Exercise description | When you reach the line containing "filename gateway/core/src/error.rs" in the records below, start copying exactly, and stop once you have copied the line containing "at its call".

Given records |
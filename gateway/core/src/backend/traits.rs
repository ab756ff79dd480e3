//! Inference Backend Traits
//!
//! Trait definitions for inference pools. The router only ever talks to an
//! `InferenceBackend`; the concrete HTTP client lives in `ollama.rs` and
//! tests substitute an in-process mock.
//!
//! A backend answers two questions:
//! - generate a completion for a prompt on a named model
//! - list the models it currently has loaded

use std::time::Duration;

use async_trait::async_trait;
use serde::{Deserialize, Serialize};

use crate::error::BackendError;

/// A single non-streaming generate call
#[derive(Clone, Debug, PartialEq)]
pub struct LlmRequest {
    /// The user prompt
    pub prompt: String,
    /// Model to use (pool-specific identifier)
    pub model: String,
    /// Maximum tokens in response (`num_predict`, 0 = backend default)
    pub max_tokens: u32,
    /// Sampling temperature
    pub temperature: f32,
    /// System prompt, placed before everything else
    pub system: Option<String>,
    /// Prior context (memory/RAG text), placed between system and prompt
    pub context: Option<String>,
    /// How long the pool should keep the model loaded (e.g. "10m", "-1")
    pub keep_alive: Option<String>,
    /// Per-request timeout, overriding the client default
    pub timeout: Option<Duration>,
}

impl Default for LlmRequest {
    fn default() -> Self {
        Self {
            prompt: String::new(),
            model: String::new(),
            max_tokens: 0,
            temperature: 0.7,
            system: None,
            context: None,
            keep_alive: None,
            timeout: None,
        }
    }
}

impl LlmRequest {
    /// Create a new request with prompt and model
    pub fn new(prompt: impl Into<String>, model: impl Into<String>) -> Self {
        Self {
            prompt: prompt.into(),
            model: model.into(),
            ..Default::default()
        }
    }

    /// Set max tokens
    #[must_use]
    pub fn with_max_tokens(mut self, max_tokens: u32) -> Self {
        self.max_tokens = max_tokens;
        self
    }

    /// Set temperature
    #[must_use]
    pub fn with_temperature(mut self, temperature: f32) -> Self {
        self.temperature = temperature;
        self
    }

    /// Set system prompt
    #[must_use]
    pub fn with_system(mut self, system: impl Into<String>) -> Self {
        self.system = Some(system.into());
        self
    }

    /// Set prior context
    #[must_use]
    pub fn with_context(mut self, context: impl Into<String>) -> Self {
        self.context = Some(context.into());
        self
    }

    /// Set keep-alive policy
    #[must_use]
    pub fn with_keep_alive(mut self, keep_alive: Option<String>) -> Self {
        self.keep_alive = keep_alive;
        self
    }

    /// Set timeout
    #[must_use]
    pub fn with_timeout(mut self, timeout: Duration) -> Self {
        self.timeout = Some(timeout);
        self
    }

    /// Flatten system prompt, context and prompt into a single prompt string
    #[must_use]
    pub fn full_prompt(&self) -> String {
        let mut full = String::new();

        if let Some(system) = self.system.as_deref().filter(|s| !s.is_empty()) {
            full.push_str(system);
            full.push_str("\n\n");
        }

        if let Some(context) = self.context.as_deref().filter(|c| !c.is_empty()) {
            full.push_str(context);
            full.push('\n');
        }

        full.push_str(&self.prompt);
        full
    }
}

/// Completed response from a backend
#[derive(Clone, Debug, Default, PartialEq)]
pub struct LlmResponse {
    /// Generated text
    pub content: String,
    /// Model that produced it
    pub model: String,
    /// Tokens generated, if reported
    pub tokens_used: Option<u32>,
    /// Backend-reported generation time in milliseconds
    pub duration_ms: Option<u64>,
}

/// A model loaded on a pool
#[derive(Clone, Debug, PartialEq, Eq, Serialize, Deserialize)]
pub struct ModelInfo {
    /// Model name, usually tagged (`llama3.2:3b`)
    pub name: String,
    /// Size on disk in bytes
    #[serde(default)]
    pub size: Option<u64>,
}

/// Client for one inference pool
#[async_trait]
pub trait InferenceBackend: Send + Sync {
    /// Human-readable backend name
    fn name(&self) -> &str;

    /// Base URL the backend talks to
    fn base_url(&self) -> &str;

    /// Run a non-streaming completion
    async fn generate(&self, request: &LlmRequest) -> Result<LlmResponse, BackendError>;

    /// List models currently available on the pool
    async fn list_models(&self) -> Result<Vec<ModelInfo>, BackendError>;

    /// Whether the pool answers at all
    async fn health_check(&self) -> bool {
        self.list_models().await.is_ok()
    }
}
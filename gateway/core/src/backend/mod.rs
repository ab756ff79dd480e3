//! Inference Backend Integration
//!
//! Abstracted access to inference pools through a common trait.
//!
//! # Available Backends
//!
//! - **Ollama**: HTTP client for an Ollama server (the only production backend)
//! - **Mock**: scriptable in-process pool, compiled for tests only
//!
//! # Usage
//!
//! ```ignore
//! use gateway_core::backend::{InferenceBackend, LlmRequest, OllamaBackend};
//!
//! let pool = OllamaBackend::new("fast", "http://localhost:11434", DEFAULT_TIMEOUT);
//! let reply = pool.generate(&LlmRequest::new("Hello!", "llama3.2:3b")).await?;
//! ```

#[cfg(test)]
pub mod mock;
mod ollama;
mod traits;

pub use ollama::{OllamaBackend, DEFAULT_TIMEOUT};
pub use traits::{InferenceBackend, LlmRequest, LlmResponse, ModelInfo};
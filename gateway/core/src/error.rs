//! Error Types
//!
//! Every failure of an external dependency (inference pool, embedding
//! service, vector store) is converted into one of these kinds at its call
//! site, before it crosses a component boundary. Only [`GatewayError`] is
//! returned from the public facade.

use std::time::Duration;

use thiserror::Error;

use crate::config::ConfigError;
use crate::routing::catalog::PoolId;

/// Failure taxonomy of the gateway core
#[derive(Debug, Error)]
pub enum GatewayError {
    /// The rate limiter denied the request. Never retried.
    #[error("request from '{caller}' to '{endpoint}' rejected by rate limiter")]
    AdmissionRejected {
        /// Caller identity
        caller: String,
        /// Logical endpoint
        endpoint: String,
    },

    /// A circuit breaker short-circuited the call
    #[error("circuit breaker '{name}' is open")]
    BreakerOpen {
        /// Breaker (dependency) name
        name: String,
    },

    /// Network, timeout or 5xx failure that survived every retry
    #[error("transient backend error: {0}")]
    TransientBackend(String),

    /// 4xx (other than 429) or otherwise unrecoverable backend failure
    #[error("permanent backend error: {0}")]
    PermanentBackend(String),

    /// A classifier step failed; classification continues with the next step
    #[error("classification step failed: {0}")]
    ClassificationFallback(String),

    /// No candidate or pool default was available
    #[error("routing exhausted: {0}")]
    RoutingExhausted(String),

    /// A cache backend failed; treated as a miss
    #[error("cache backend error: {0}")]
    CacheBackend(String),

    /// A pool without a configured URL was explicitly requested
    #[error("pool '{0}' has no configured URL")]
    PoolNotConfigured(PoolId),

    /// Configuration could not be loaded or validated
    #[error(transparent)]
    Config(#[from] ConfigError),
}

impl GatewayError {
    /// Short machine-readable kind, used in logs and socket replies
    #[must_use]
    pub fn kind(&self) -> &'static str {
        match self {
            Self::AdmissionRejected { .. } => "admission_rejected",
            Self::BreakerOpen { .. } => "breaker_open",
            Self::TransientBackend(_) => "transient_backend",
            Self::PermanentBackend(_) => "permanent_backend",
            Self::ClassificationFallback(_) => "classification_fallback",
            Self::RoutingExhausted(_) => "routing_exhausted",
            Self::CacheBackend(_) => "cache_backend",
            Self::PoolNotConfigured(_) => "pool_not_configured",
            Self::Config(_) => "config",
        }
    }
}

/// Errors raised by HTTP clients of inference pools and cache backends
///
/// The rendered message carries the HTTP status or the words "timeout" /
/// "connection" so that [`crate::resilience::retry::ErrorClassifier`] can
/// sort it into transient or permanent.
#[derive(Clone, Debug, Error, PartialEq, Eq)]
pub enum BackendError {
    /// The request did not complete within its timeout
    #[error("request timeout after {0:?}")]
    Timeout(Duration),

    /// The endpoint could not be reached
    #[error("connection failed: {0}")]
    Connection(String),

    /// The endpoint answered with a non-success status
    #[error("HTTP {status}: {body}")]
    Status {
        /// Status code
        status: u16,
        /// Response body (possibly truncated)
        body: String,
    },

    /// The response body did not have the expected shape
    #[error("invalid response body: {0}")]
    Decode(String),

    /// Any other client-side failure
    #[error("request failed: {0}")]
    Request(String),
}

impl BackendError {
    /// Convert a reqwest error, keeping the timeout/connection distinction
    #[must_use]
    pub fn from_reqwest(err: &reqwest::Error, timeout: Duration) -> Self {
        if err.is_timeout() {
            Self::Timeout(timeout)
        } else if err.is_connect() {
            Self::Connection(err.to_string())
        } else if err.is_decode() {
            Self::Decode(err.to_string())
        } else if let Some(status) = err.status() {
            Self::Status {
                status: status.as_u16(),
                body: err.to_string(),
            }
        } else {
            Self::Request(err.to_string())
        }
    }
}

/// Convenience alias for gateway results
pub type Result<T> = std::result::Result<T, GatewayError>;

#[cfg(test)]
mod tests {
    use super::*;

    #[test]
    fn test_backend_error_messages_carry_classification_hints() {
        let timeout = BackendError::Timeout(Duration::from_secs(2));
        assert!(timeout.to_string().contains("timeout"));

        let conn = BackendError::Connection("refused".into());
        assert!(conn.to_string().contains("connection"));

        let status = BackendError::Status {
            status: 503,
            body: "busy".into(),
        };
        assert_eq!(status.to_string(), "HTTP 503: busy");
    }

    #[test]
    fn test_gateway_error_display() {
        let err = GatewayError::PoolNotConfigured(PoolId::Fast);
        assert_eq!(err.to_string(), "pool 'fast' has no configured URL");
        assert_eq!(err.kind(), "pool_not_configured");

        let err = GatewayError::AdmissionRejected {
            caller: "alice".into(),
            endpoint: "route".into(),
        };
        assert!(err.to_string().contains("alice"));
    }
}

Output for this task |
filename gateway/core/src/error.rs
//! Error Types
//!
//! Every failure of an external dependency (inference pool, embedding
//! service, vector store) is converted into one of these kinds at its call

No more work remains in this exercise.